Abstract

Indications for prophylaxis and treatment of recurrent FSGS after renal transplantation (Tx) are controversial. We have reviewed our experience with 40 pediatric patients (37 cadaver grafts) grafted from 1970 – 1995 because of primary NS associated with FSGS. Mean age at 1st Tx was 10.9 yrs and mean follow-up 4.9 yrs. Five pts received a 2nd graft. 12 pts developped recurrent NS or severe proteinuria after the 1st Tx.

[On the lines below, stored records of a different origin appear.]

//! 工具调用的数据类型与线上协议
//!
//! 请求：`{tool_name, parameters, session_token}`；
//! 响应信封：`{status: "ok", result}` 或 `{status: "error", error}`。

use serde::{Deserialize, Serialize};
use serde_json::Value;

/// 一次工具调用（由状态的 input_mapping 与记忆组装）
#[derive(Debug, Clone, PartialEq, Serialize, Deserialize)]
pub struct ToolCall {
    pub tool_name: String,
    pub parameters: Value,
    /// 请求 schema 的引用（`{tool}#request`）
    pub schema_ref: String,
    /// 会话内关联令牌 `{session_id}:{n}`
    pub session_token: String,
}

impl ToolCall {
    pub fn new(tool_name: impl Into<String>, parameters: Value, session_token: impl Into<String>) -> Self {
        let tool_name = tool_name.into();
        Self {
            schema_ref: format!("{}#request", tool_name),
            tool_name,
            parameters,
            session_token: session_token.into(),
        }
    }

    pub fn to_request(&self) -> ToolRequest {
        ToolRequest {
            tool_name: self.tool_name.clone(),
            parameters: self.parameters.clone(),
            session_token: self.session_token.clone(),
        }
    }
}

/// 发往工具端的请求体
#[derive(Debug, Clone, PartialEq, Serialize, Deserialize)]
pub struct ToolRequest {
    pub tool_name: String,
    pub parameters: Value,
    pub session_token: String,
}

#[derive(Debug, Clone, Copy, PartialEq, Eq, Serialize, Deserialize)]
#[serde(rename_all = "lowercase")]
pub enum ToolStatus {
    Ok,
    Error,
}

/// 已确认的工具结果
#[derive(Debug, Clone, PartialEq, Serialize, Deserialize)]
pub struct ToolResult {
    pub status: ToolStatus,
    #[serde(default, skip_serializing_if = "Option::is_none")]
    pub payload: Option<Value>,
    #[serde(default, skip_serializing_if = "Option::is_none")]
    pub error: Option<String>,
}

impl ToolResult {
    pub fn ok(payload: Value) -> Self {
        Self {
            status: ToolStatus::Ok,
            payload: Some(payload),
            error: None,
        }
    }

    pub fn error(message: impl Into<String>) -> Self {
        Self {
            status: ToolStatus::Error,
            payload: None,
            error: Some(message.into()),
        }
    }

    pub fn is_ok(&self) -> bool {
        self.status == ToolStatus::Ok
    }

    /// 解析响应信封；结构不合法时返回原因
    pub fn from_envelope(envelope: &Value) -> Result<Self, String> {
        let obj = envelope
            .as_object()
            .ok_or_else(|| "response envelope is not an object".to_string())?;
        match obj.get("status").and_then(Value::as_str) {
            Some("ok") => {
                let result = obj
                    .get("result")
                    .ok_or_else(|| "ok response is missing 'result'".to_string())?;
                Ok(Self::ok(result.clone()))
            }
            Some("error") => {
                let message = match obj.get("error") {
                    Some(Value::String(s)) => s.clone(),
                    Some(other) => other.to_string(),
                    None => return Err("error response is missing 'error'".into()),
                };
                Ok(Self::error(message))
            }
            Some(other) => Err(format!("unknown response status '{}'", other)),
            None => Err("response envelope is missing 'status'".into()),
        }
    }
}

#[cfg(test)]
mod tests {
    use super::*;
    use serde_json::json;

    #[test]
    fn test_envelope_parsing() {
        let ok = ToolResult::from_envelope(&json!({"status": "ok", "result": {"id": 1}})).unwrap();
        assert!(ok.is_ok());
        assert_eq!(ok.payload, Some(json!({"id": 1})));

        let err = ToolResult::from_envelope(&json!({"status": "error", "error": "slot taken"})).unwrap();
        assert!(!err.is_ok());
        assert_eq!(err.error.as_deref(), Some("slot taken"));
    }

    #[test]
    fn test_malformed_envelopes() {
        assert!(ToolResult::from_envelope(&json!("ok")).is_err());
        assert!(ToolResult::from_envelope(&json!({"result": 1})).is_err());
        assert!(ToolResult::from_envelope(&json!({"status": "ok"})).is_err());
        assert!(ToolResult::from_envelope(&json!({"status": "maybe", "result": 1})).is_err());
    }

    #[test]
    fn test_call_schema_ref() {
        let call = ToolCall::new("create_event", json!({}), "session_x:1");
        assert_eq!(call.schema_ref, "create_event#request");
        assert_eq!(call.to_request().session_token, "session_x:1");
    }
}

Two of the three recipients of living-related grafts developed recurrent NS. Mean age at onset of NS was higher in pts with recurent NS than in the non-recurrent cases (6.6 vs 4.9 yrs) and duration from onset of NS to ESRD was shorter (3.3 vs 7.2 yrs). 5/12 pts with recurrent and 11/28 pts with non-recurrent disease lost their 1st graft. Mean 1st graft survival was similar in recurrent and in non-recurrent disease. Proteinuria disappeared in 1 pt following introduction of Cyclosporine A (3 mg/kg/d) after 7 yrs of severe NS; serum creatinine is 204 μM/I 18 yrs post Tx. In 2 other pts proteinuria decreased after plasma exchange supplemented by oral cyclophosphamide.